Bima, Pilarmedianusantara.com – Proyek pembangunan Jembatan Rade di Kecamatan Madapangga, Kabupaten Bima, menuai sorotan publik. Jembatan yang baru selesai dibangun dengan anggaran miliaran rupiah itu kini sudah mengalami kerusakan meski masih dalam tahap perawatan.
Berdasarkan papan proyek di lokasi, kegiatan tersebut dilaksanakan oleh Dinas Pekerjaan Umum dan Penataan Ruang (PUPR) Kabupaten Bima melalui program Penyelenggaraan Jalan Kabupaten dengan subkegiatan Pembangunan Jembatan. Pekerjaan ini bernama “Rekonstruksi Jembatan Rade Kecamatan Madapangga” dengan nilai kontrak mencapai Rp 6.285.572.000 (enam miliar dua ratus delapan puluh lima juta lima ratus tujuh puluh dua ribu rupiah).
Proyek ini dikerjakan oleh CV. Dewi Wangi yang beralamat di Kota Mataram, dengan masa pelaksanaan selama 280 hari kalender dan bersumber dari dana hibah pemerintah pusat, tahun anggaran 2025.
Salah satu aktivis pemerhati pembangunan di wilayah tersebut menyayangkan kondisi jembatan yang sudah tampak rusak.

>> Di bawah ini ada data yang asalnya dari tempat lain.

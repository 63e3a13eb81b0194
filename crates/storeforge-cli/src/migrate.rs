//! `storeforge-cli migrate` subcommands: drive a migration to completion
//! from the terminal, print its progress, or cancel it.

use clap::{Args, Subcommand};

use storeforge_core::{MigrationStatus, Platform};
use storeforge_etsy::{EtsyOAuthClient, PkcePair};
use storeforge_migrate::{run_for_migration, Outcome, PipelineOptions};
use storeforge_shopify::{oauth::random_state, ShopifyOAuthClient};

#[derive(Debug, Args)]
pub struct MigrateArgs {
    #[command(subcommand)]
    command: MigrateCommand,
}

#[derive(Debug, Subcommand)]
enum MigrateCommand {
    /// Run the pipeline, re-invoking while it pauses itself, until the
    /// migration completes, fails, or is cancelled.
    Run {
        #[arg(long)]
        migration_id: i64,
        /// Upper bound on pipeline invocations before giving up.
        #[arg(long, default_value_t = 50)]
        max_invocations: u32,
    },
    /// Print the current status, counters, and error log.
    Status {
        #[arg(long)]
        migration_id: i64,
    },
    /// Cancel a running or paused migration.
    Cancel {
        #[arg(long)]
        migration_id: i64,
    },
    /// Print the OAuth authorization URL for connecting a shop.
    ConnectUrl {
        #[arg(long)]
        platform: Platform,
        /// Shopify shop domain (e.g. acme.myshopify.com); unused for Etsy.
        #[arg(long)]
        shop: Option<String>,
    },
}

pub async fn run(args: MigrateArgs) -> anyhow::Result<()> {
    match args.command {
        MigrateCommand::Run {
            migration_id,
            max_invocations,
        } => run_to_completion(migration_id, max_invocations).await,
        MigrateCommand::Status { migration_id } => print_status(migration_id).await,
        MigrateCommand::Cancel { migration_id } => cancel(migration_id).await,
        MigrateCommand::ConnectUrl { platform, shop } => connect_url(platform, shop.as_deref()),
    }
}

async fn run_to_completion(migration_id: i64, max_invocations: u32) -> anyhow::Result<()> {
    let config = storeforge_core::load_app_config()?;
    let pool = storeforge_db::connect_pool(
        &config.database_url,
        storeforge_db::PoolConfig::from_app_config(&config),
    )
    .await?;
    storeforge_db::run_migrations(&pool).await?;

    let options = PipelineOptions {
        time_budget: std::time::Duration::from_secs(config.pipeline_budget_secs),
        ..PipelineOptions::default()
    };

    for invocation in 1..=max_invocations {
        tracing::info!(migration_id, invocation, "starting pipeline invocation");
        let outcome = run_for_migration(&pool, &config, migration_id, &options).await?;

        match outcome {
            Outcome::Completed => {
                println!("migration {migration_id} completed");
                print_counters(&pool, migration_id).await?;
                return Ok(());
            }
            Outcome::Paused { phase, cursor } => {
                tracing::info!(
                    migration_id,
                    %phase,
                    cursor = cursor.as_deref().unwrap_or("start"),
                    "pipeline paused — re-invoking"
                );
            }
            Outcome::Cancelled => {
                println!("migration {migration_id} was cancelled");
                return Ok(());
            }
            Outcome::Failed { message } => {
                anyhow::bail!("migration {migration_id} failed: {message}");
            }
        }
    }

    anyhow::bail!(
        "migration {migration_id} still paused after {max_invocations} invocations; \
         re-run to continue"
    )
}

async fn print_status(migration_id: i64) -> anyhow::Result<()> {
    let config = storeforge_core::load_app_config()?;
    let pool = storeforge_db::connect_pool(
        &config.database_url,
        storeforge_db::PoolConfig::from_app_config(&config),
    )
    .await?;

    let row = storeforge_db::get_migration(&pool, migration_id).await?;
    println!(
        "migration {} [{}] {} — shop {}",
        row.id,
        row.platform,
        row.status,
        row.source_shop_name.as_deref().unwrap_or(&row.source_shop_id)
    );
    print_counters(&pool, migration_id).await?;

    let errors = row.error_entries();
    if !errors.is_empty() {
        println!("last {} error(s):", errors.len().min(10));
        for entry in errors.iter().rev().take(10) {
            println!(
                "  [{}] {}{}",
                entry.occurred_at.format("%Y-%m-%d %H:%M:%S"),
                entry
                    .source_id
                    .as_deref()
                    .map(|id| format!("{id}: "))
                    .unwrap_or_default(),
                entry.message
            );
        }
    }

    Ok(())
}

async fn print_counters(pool: &sqlx::PgPool, migration_id: i64) -> anyhow::Result<()> {
    let row = storeforge_db::get_migration(pool, migration_id).await?;
    let c = row.counters();
    println!(
        "  products    {:>5} / {:<5} ({} failed)",
        c.migrated_products, c.total_products, c.failed_products
    );
    println!(
        "  collections {:>5} / {:<5} ({} failed)",
        c.migrated_collections, c.total_collections, c.failed_collections
    );
    println!(
        "  images      {:>5} / {:<5} ({} failed)",
        c.migrated_images, c.total_images, c.failed_images
    );
    println!(
        "  customers   {:>5} / {:<5} ({} failed)",
        c.migrated_customers, c.total_customers, c.failed_customers
    );
    println!(
        "  coupons     {:>5} / {:<5} ({} failed)",
        c.migrated_coupons, c.total_coupons, c.failed_coupons
    );
    println!(
        "  orders      {:>5} / {:<5} ({} failed)",
        c.migrated_orders, c.total_orders, c.failed_orders
    );
    Ok(())
}

async fn cancel(migration_id: i64) -> anyhow::Result<()> {
    let config = storeforge_core::load_app_config()?;
    let pool = storeforge_db::connect_pool(
        &config.database_url,
        storeforge_db::PoolConfig::from_app_config(&config),
    )
    .await?;

    storeforge_db::set_status(&pool, migration_id, MigrationStatus::Cancelled).await?;
    println!("migration {migration_id} cancelled; it can be resumed by starting again");
    Ok(())
}

fn connect_url(platform: Platform, shop: Option<&str>) -> anyhow::Result<()> {
    let config = storeforge_core::load_app_config()?;
    let state = random_state();

    match platform {
        Platform::Shopify => {
            let shop = shop
                .ok_or_else(|| anyhow::anyhow!("--shop is required for shopify connect URLs"))?;
            let (client_id, client_secret) = config.shopify_credentials()?;
            let oauth =
                ShopifyOAuthClient::new(client_id, client_secret, config.http_timeout_secs)?;
            let redirect_uri = format!("{}/api/migration/shopify/callback", config.app_url);
            println!("{}", oauth.authorize_url(shop, &redirect_uri, &state));
            println!("state: {state}");
        }
        Platform::Etsy => {
            let oauth = EtsyOAuthClient::new(config.etsy_client_id()?, config.http_timeout_secs)?;
            let pkce = PkcePair::generate();
            let redirect_uri = format!("{}/api/migration/etsy/callback", config.app_url);
            println!("{}", oauth.authorize_url(&redirect_uri, &state, &pkce));
            println!("state: {state}");
            println!("pkce verifier: {}", pkce.verifier);
        }
    }

    Ok(())
}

“Ketebalan aspalnya sangat tipis sehingga mudah ambruk. Kami meminta pihak pelaksana bertanggung jawab atas kerusakan ini,” ujarnya kepada wartawan.
Warga berharap pemerintah daerah dan pihak terkait segera turun meninjau kondisi jembatan untuk memastikan kualitas pekerjaan sesuai dengan standar teknis, agar tidak membahayakan pengguna jalan dan aset publik yang menelan biaya besar tersebut.